▶ _Source material_:
··········

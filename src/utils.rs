//! Utility functionality shared by the mount shaper, tty rebinder and home
//! binder.

use std::ffi::CString;
use std::fs::{self, DirBuilder};
use std::os::unix::fs::DirBuilderExt;
use std::os::unix::prelude::AsRawFd;
use std::path::{Path, PathBuf};

use anyhow::Context;
use anyhow::{bail, Result};
use nix::sys::stat::Mode;
use nix::sys::statfs;
use nix::unistd;

/// Replaces the calling process' image with `path`, passing `args` as argv.
/// Only returns on failure.
pub fn do_exec(path: impl AsRef<Path>, args: &[String]) -> Result<()> {
    let p = CString::new(path.as_ref().to_string_lossy().to_string())?;
    let a: Vec<CString> = args
        .iter()
        .map(|s| CString::new(s.to_string()).unwrap_or_default())
        .collect();
    unistd::execvp(&p, &a)?;
    Ok(())
}

pub fn create_dir_all<P: AsRef<Path>>(path: P) -> Result<()> {
    let path = path.as_ref();
    fs::create_dir_all(path).with_context(|| format!("failed to create directory {:?}", path))
}

/// Creates the specified directory and all parent directories with the
/// specified mode. Ensures that the directory has been created with the
/// correct mode and that the owner is the one specified.
pub fn create_dir_all_with_mode<P: AsRef<Path>>(path: P, owner: u32, mode: Mode) -> Result<()> {
    let path = path.as_ref();
    if !path.exists() {
        DirBuilder::new()
            .recursive(true)
            .mode(mode.bits())
            .create(path)
            .with_context(|| format!("failed to create directory {}", path.display()))?;
    }

    let metadata = path
        .metadata()
        .with_context(|| format!("failed to get metadata for {}", path.display()))?;

    use std::os::linux::fs::MetadataExt;
    if metadata.is_dir()
        && metadata.st_uid() == owner
        && metadata.st_mode() & mode.bits() == mode.bits()
    {
        Ok(())
    } else {
        bail!(
            "metadata for {} does not possess the expected attributes",
            path.display()
        );
    }
}

/// Makes sure a given path is really on procfs, to avoid a path that looks
/// like `/proc` actually being something else mounted over it.
/// Ref: CVE-2019-16884
pub fn ensure_procfs(path: &Path) -> Result<()> {
    let procfs_fd = fs::File::open(path)?;
    let fstat_info = statfs::fstatfs(&procfs_fd.as_raw_fd())?;

    if fstat_info.filesystem_type() != statfs::PROC_SUPER_MAGIC {
        bail!(format!("{:?} is not on the procfs", path));
    }

    Ok(())
}

/// A directory that is recursively removed when dropped. Used by tests to
/// build a throwaway scratch tree without leaking it on panic.
pub struct TempDir {
    path: Option<PathBuf>,
}

impl TempDir {
    pub fn new<P: Into<PathBuf>>(path: P) -> Result<Self> {
        let p = path.into();
        std::fs::create_dir_all(&p)
            .with_context(|| format!("failed to create directory {}", p.display()))?;
        Ok(Self { path: Some(p) })
    }

    pub fn path(&self) -> &Path {
        self.path
            .as_ref()
            .expect("temp dir has already been removed")
    }

    pub fn remove(&mut self) {
        if let Some(p) = &self.path {
            let _ = fs::remove_dir_all(p);
            self.path = None;
        }
    }
}

impl Drop for TempDir {
    fn drop(&mut self) {
        self.remove();
    }
}

#[cfg(test)]
mod tests {
    use super::*;

    #[test]
    fn create_dir_all_with_mode_accepts_a_freshly_created_directory() {
        let dir = TempDir::new(std::env::temp_dir().join("appcell-utils-test")).unwrap();
        let target = dir.path().join("nested/leaf");
        let owner = unistd::geteuid().as_raw();
        create_dir_all_with_mode(&target, owner, Mode::from_bits_truncate(0o755)).unwrap();
        assert!(target.is_dir());
    }
}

··········

▶ _Instructions to follow_: Working from the entries above, find every line in which the word "that" occurs and copy it.

▶ _Response area_:
/// specified mode. Ensures that the directory has been created with the
/// correct mode and that the owner is the one specified.
/// Makes sure a given path is really on procfs, to avoid a path that looks
/// A directory that is recursively removed when dropped. Used by tests to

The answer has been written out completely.